Sunday, November 3, 2013

Eggplant in Tomato Wine Sauce

This easy appetizers is full of flavor. It is also quite beneficial for the health. Here the eggplant is cooked with mushrooms, bell peppers, onions and garlic and flavored with vinegar, chives, tomato sauce, red wine, oregano, salt and pepper to make a gourmet sauce. This is excellent for pasta shells or even rice. This vegetarian appetizer recipes can be included in your weekly family menu as it makes a light and healthy meal. This colorful and delightful dish is best enjoyed with a good glass of red wine like Merlot of Pinot Noir.

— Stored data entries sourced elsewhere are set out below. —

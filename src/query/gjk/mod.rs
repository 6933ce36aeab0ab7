//! The GJK algorithm for distance computation.

pub use self::cso_point::CsoPoint;
pub use self::gjk::{closest_points, intersection_test, GjkResult};
pub use self::johnson_simplex::JohnsonSimplex;

mod cso_point;
mod gjk;
mod johnson_simplex;
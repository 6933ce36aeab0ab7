use contact3d::math::{Isometry, Point, Vector};
use contact3d::na::{self, Quaternion, Translation3, UnitQuaternion};
use contact3d::query::{
    CollisionDispatcher, ContactSet, DefaultCollisionDispatcher, QueryType, Ray,
};
use contact3d::shape::{Cuboid, FeatureId, GeometricObject, RayShape, Shape, Triangle};

fn run_test<S: Shape>(name: &str, shape: S) {
    let mut rng = oorandom::Rand32::new(42);
    let dispatcher = DefaultCollisionDispatcher::default();

    for _ in 0..500 {
        let dir = Vector::from_fn(|_, _| rng.rand_float() * 2.0 - 1.0);

        if dir.norm() < 0.1 {
            continue;
        }

        let origin = Point::from(dir.normalize() * 5.0);
        let ray = RayShape::new(Ray::from_points(origin, Point::origin()).unwrap());

        let rotation = na::Unit::try_new(
            Quaternion::new(
                rng.rand_float(),
                rng.rand_float(),
                rng.rand_float(),
                rng.rand_float(),
            ),
            1.0e-5,
        )
        .unwrap_or(UnitQuaternion::identity());
        let pose = Isometry::from_parts(Translation3::identity(), rotation);

        let object = GeometricObject::with_pose(&shape, pose);
        let ray_object = GeometricObject::with_pose(&ray, Isometry::identity());

        let contacts = dispatcher.contacts(ray_object, object).unwrap();
        assert_eq!(contacts.len(), 1, "ray {:?} missed {}", ray, name);
        let hit = contacts[0];
        assert!(hit.is_ray_hit);
        assert!(relative_eq!(
            hit.penetration_depth,
            na::distance(&origin, &hit.position),
            epsilon = 1.0e-4
        ));

        let nudged_in = hit.position - *hit.normal * 1.0e-3;
        let nudged_out = hit.position + *hit.normal * 1.0e-3;
        assert!(
            object.contains_point(&nudged_in, 1.0e-4),
            "{} rotated with {:?} does not contain {:?}",
            name,
            rotation,
            nudged_in
        );
        assert!(
            !object.contains_point(&nudged_out, 1.0e-4),
            "{} rotated with {:?} contains {:?}",
            name,
            rotation,
            nudged_out
        );

        // Swapping the objects flips the contact.
        let swapped = dispatcher.contacts(object, ray_object).unwrap();
        assert_eq!(swapped.len(), 1);
        assert!(relative_eq!(swapped[0].position, hit.position, epsilon = 1.0e-5));
        assert!(relative_eq!(*swapped[0].normal, -*hit.normal, epsilon = 1.0e-5));
        assert_eq!(swapped[0].feature_a, hit.feature_b);
    }
}

#[test]
fn ray_contacts_lie_on_the_surface() {
    run_test("unit cube", Cuboid::new(Vector::new(1.0, 1.0, 1.0)));
    run_test("flat box", Cuboid::new(Vector::new(1.0, 1.0, 0.5)));
    run_test("slim box", Cuboid::new(Vector::new(0.5, 1.0, 0.5)));
}

#[test]
fn ray_triangle_through_dispatcher() {
    let dispatcher = DefaultCollisionDispatcher::default();
    let tri = Triangle::new(
        Point::new(-1.0, -1.0, 0.0),
        Point::new(2.0, -1.0, 0.0),
        Point::new(-1.0, 2.0, 0.0),
    );
    let tri_object = GeometricObject::with_pose(&tri, Isometry::translation(0.0, 0.0, 1.0));

    let down = RayShape::new(
        Ray::from_points(Point::new(0.0, 0.0, 5.0), Point::new(0.0, 0.0, -5.0)).unwrap(),
    );
    let down_object = GeometricObject::with_pose(&down, Isometry::identity());

    let hit = dispatcher
        .closest_points(down_object, tri_object)
        .unwrap()
        .unwrap();
    assert!(relative_eq!(hit.position, Point::new(0.0, 0.0, 1.0), epsilon = 1.0e-5));
    assert!(relative_eq!(hit.penetration_depth, 4.0, epsilon = 1.0e-5));
    assert!(relative_eq!(*hit.normal, Vector::z(), epsilon = 1.0e-5));
    assert_eq!(hit.feature_b, FeatureId::Face(0));

    // A ray passing next to the triangle misses it, and reports a negative depth when asked
    // for closest points.
    let aside = RayShape::new(
        Ray::from_points(Point::new(5.0, 5.0, 5.0), Point::new(5.0, 5.0, -5.0)).unwrap(),
    );
    let aside_object = GeometricObject::with_pose(&aside, Isometry::identity());
    assert!(!dispatcher.have_contact(aside_object, tri_object).unwrap());
    assert!(dispatcher.contacts(aside_object, tri_object).unwrap().is_empty());

    let closest = dispatcher
        .closest_points(aside_object, tri_object)
        .unwrap()
        .unwrap();
    assert!(closest.penetration_depth < 0.0);
    assert!(!closest.is_ray_hit);
}

#[test]
fn ray_in_triangle_plane_through_dispatcher() {
    let dispatcher = DefaultCollisionDispatcher::default();
    let tri = Triangle::new(
        Point::new(0.0, 0.0, 0.0),
        Point::new(3.0, 0.0, 0.0),
        Point::new(0.0, 3.0, 0.0),
    );
    let tri_object = GeometricObject::with_pose(&tri, Isometry::identity());

    // The ray lies in the triangle plane and enters it through the edge `x = 0`.
    let across = RayShape::new(
        Ray::from_points(Point::new(-2.0, 1.0, 0.0), Point::new(5.0, 1.0, 0.0)).unwrap(),
    );
    let across_object = GeometricObject::with_pose(&across, Isometry::identity());

    assert!(dispatcher.have_contact(across_object, tri_object).unwrap());
    let contacts = dispatcher.contacts(across_object, tri_object).unwrap();
    assert_eq!(contacts.len(), 1);
    assert!(contacts[0].is_ray_hit);
    assert!(relative_eq!(contacts[0].position, Point::new(0.0, 1.0, 0.0), epsilon = 1.0e-3));
    assert!(relative_eq!(contacts[0].penetration_depth, 2.0, epsilon = 1.0e-3));

    // Parallel to the plane, but passing beyond the hypotenuse.
    let beyond = RayShape::new(
        Ray::from_points(Point::new(-2.0, 5.0, 0.0), Point::new(5.0, 5.0, 0.0)).unwrap(),
    );
    let beyond_object = GeometricObject::with_pose(&beyond, Isometry::identity());

    assert!(!dispatcher.have_contact(beyond_object, tri_object).unwrap());
    assert!(dispatcher.contacts(beyond_object, tri_object).unwrap().is_empty());
}

#[test]
fn repeated_queries_do_not_duplicate_contacts() {
    let dispatcher = DefaultCollisionDispatcher::default();
    let cuboid = Cuboid::new(Vector::repeat(1.0));
    let ray = RayShape::new(Ray::from_points(Point::new(5.0, 0.2, 0.1), Point::origin()).unwrap());
    let mut set = ContactSet::new(
        GeometricObject::with_pose(&ray, Isometry::identity()),
        GeometricObject::with_pose(&cuboid, Isometry::identity()),
    );

    dispatcher
        .compute_collision(&mut set, QueryType::Contacts)
        .unwrap();
    let first = set.contacts().to_vec();
    dispatcher
        .compute_collision(&mut set, QueryType::Contacts)
        .unwrap();

    assert_eq!(set.contacts(), &first[..]);
    assert!(set.have_contact());
}
//! The finite ray used by ray-casting collision algorithms.

use crate::math::{Isometry, Point, Real, Vector};
use crate::shape::FeatureId;
use na::Unit;

/// A finite ray (a directed segment) for ray-casting queries.
///
/// A ray starts at `origin` and extends along the unit direction `dir` for `length` world
/// units. Points along the ray are parametrized by `λ ∈ [0, 1]`, `λ = 0` being the origin and
/// `λ = 1` the end of the ray.
///
/// Rays are plain values: every transformation returns a new ray.
///
/// # Example
///
/// ```rust
/// # #[cfg(feature = "f32")] {
/// use contact3d::query::Ray;
/// use nalgebra::{Point3, Vector3};
///
/// let ray = Ray::new(Point3::origin(), Vector3::x_axis(), 10.0);
/// assert_eq!(ray.end(), Point3::new(10.0, 0.0, 0.0));
/// assert_eq!(ray.point_at(0.5), Point3::new(5.0, 0.0, 0.0));
/// # }
/// ```
#[derive(Debug, Clone, Copy, PartialEq)]
#[cfg_attr(feature = "serde", derive(Serialize, Deserialize))]
#[repr(C)]
pub struct Ray {
    /// Starting point of the ray.
    pub origin: Point<Real>,
    /// Unit direction of the ray.
    pub dir: Unit<Vector<Real>>,
    /// Length of the ray, in world units.
    pub length: Real,
}

impl Ray {
    /// Creates a new ray from its origin, unit direction, and length.
    pub fn new(origin: Point<Real>, dir: Unit<Vector<Real>>, length: Real) -> Ray {
        Ray {
            origin,
            dir,
            length,
        }
    }

    /// Creates the ray going from `start` to `end`.
    ///
    /// Returns `None` if both points coincide.
    ///
    /// # Example
    ///
    /// ```rust
    /// # #[cfg(feature = "f32")] {
    /// use contact3d::query::Ray;
    /// use nalgebra::Point3;
    ///
    /// let ray = Ray::from_points(Point3::new(1.0, 0.0, 0.0), Point3::new(1.0, 4.0, 0.0)).unwrap();
    /// assert_eq!(ray.length, 4.0);
    /// assert!(Ray::from_points(Point3::origin(), Point3::origin()).is_none());
    /// # }
    /// ```
    pub fn from_points(start: Point<Real>, end: Point<Real>) -> Option<Ray> {
        let (dir, length) = Unit::try_new_and_get(end - start, 0.0)?;
        Some(Ray::new(start, dir, length))
    }

    /// The direction of this ray multiplied by its length.
    #[inline]
    pub fn scaled_dir(&self) -> Vector<Real> {
        *self.dir * self.length
    }

    /// The end point of this ray.
    #[inline]
    pub fn end(&self) -> Point<Real> {
        self.origin + self.scaled_dir()
    }

    /// Computes the point at parameter `lambda` along this ray.
    ///
    /// `lambda = 0` is the origin and `lambda = 1` is the end of the ray.
    #[inline]
    pub fn point_at(&self, lambda: Real) -> Point<Real> {
        self.origin + self.scaled_dir() * lambda
    }

    /// Transforms this ray by the given isometry, e.g., from a local-space to world-space.
    #[inline]
    pub fn transform_by(&self, m: &Isometry<Real>) -> Self {
        Self::new(m * self.origin, m * self.dir, self.length)
    }

    /// Transforms this ray by the inverse of the given isometry, e.g., from world-space to the
    /// local-space of a shape.
    #[inline]
    pub fn inverse_transform_by(&self, m: &Isometry<Real>) -> Self {
        Self::new(
            m.inverse_transform_point(&self.origin),
            Unit::new_unchecked(m.inverse_transform_vector(&self.dir)),
            self.length,
        )
    }

    /// Scales the origin and the end point of this ray component-wise by `scale`.
    ///
    /// If the scaled ray collapses to a single point, its direction is kept unchanged and its
    /// length becomes zero.
    pub fn scaled(&self, scale: &Vector<Real>) -> Self {
        let origin = Point::from(self.origin.coords.component_mul(scale));
        let end = Point::from(self.end().coords.component_mul(scale));
        Self::from_points(origin, end).unwrap_or(Self::new(origin, self.dir, 0.0))
    }
}

/// Structure containing the result of a successful ray cast.
#[derive(Copy, Clone, Debug, PartialEq)]
#[cfg_attr(feature = "serde", derive(Serialize, Deserialize))]
pub struct RayIntersection {
    /// The parameter of the hit point along the ray, in `[0, 1]`.
    pub lambda: Real,
    /// The unit normal at the hit point, pointing from the hit shape toward the ray origin.
    ///
    /// If the ray starts inside of the shape, this is the opposite of the ray direction.
    pub normal: Unit<Vector<Real>>,
    /// Feature of the shape hit by the ray.
    pub feature: FeatureId,
}

impl RayIntersection {
    /// Creates a new `RayIntersection`.
    #[inline]
    pub fn new(lambda: Real, normal: Unit<Vector<Real>>, feature: FeatureId) -> RayIntersection {
        RayIntersection {
            lambda,
            normal,
            feature,
        }
    }

    /// The distance between the ray origin and the hit point.
    #[inline]
    pub fn distance(&self, ray: &Ray) -> Real {
        self.lambda * ray.length
    }

    /// Transforms `self.normal` by `transform`.
    #[inline]
    pub fn transform_by(&self, transform: &Isometry<Real>) -> Self {
        RayIntersection {
            lambda: self.lambda,
            normal: transform * self.normal,
            feature: self.feature,
        }
    }
}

Healthy Recipes Ingredients:
2 cups pasta shells
1/3 cup water
1/4 cup vinegar
1 large sized, peeled and cubed eggplant
1 finely chopped onion
1/2 cup chopped mushrooms
1 chopped green bell pepper –
1/2 cup chives - chopped
2 tablespoon garlic - finely chopped/minced
1 each tomato - medium sized, chopped
4 tablespoon tomato sauce
4 tablespoon oregano
Salt to taste
Black pepper to taste
1/4 cup red wine

Preparation:
1. Cover pasta shells in water and cook in a saucepan according to package directions.
2. Add water and vinegar in a separate saucepan, and bring it to a simmer. Then add chopped eggplant, onion, chives, garlic, green peppers, and mushrooms. Cook for about 15-20 minutes until vegetables are tender.
3. Drain when vegetables are cooked then add to the cooked pasta along with tomato sauce, oregano, salt, pepper, and red wine. On low temperature stir and heat gently.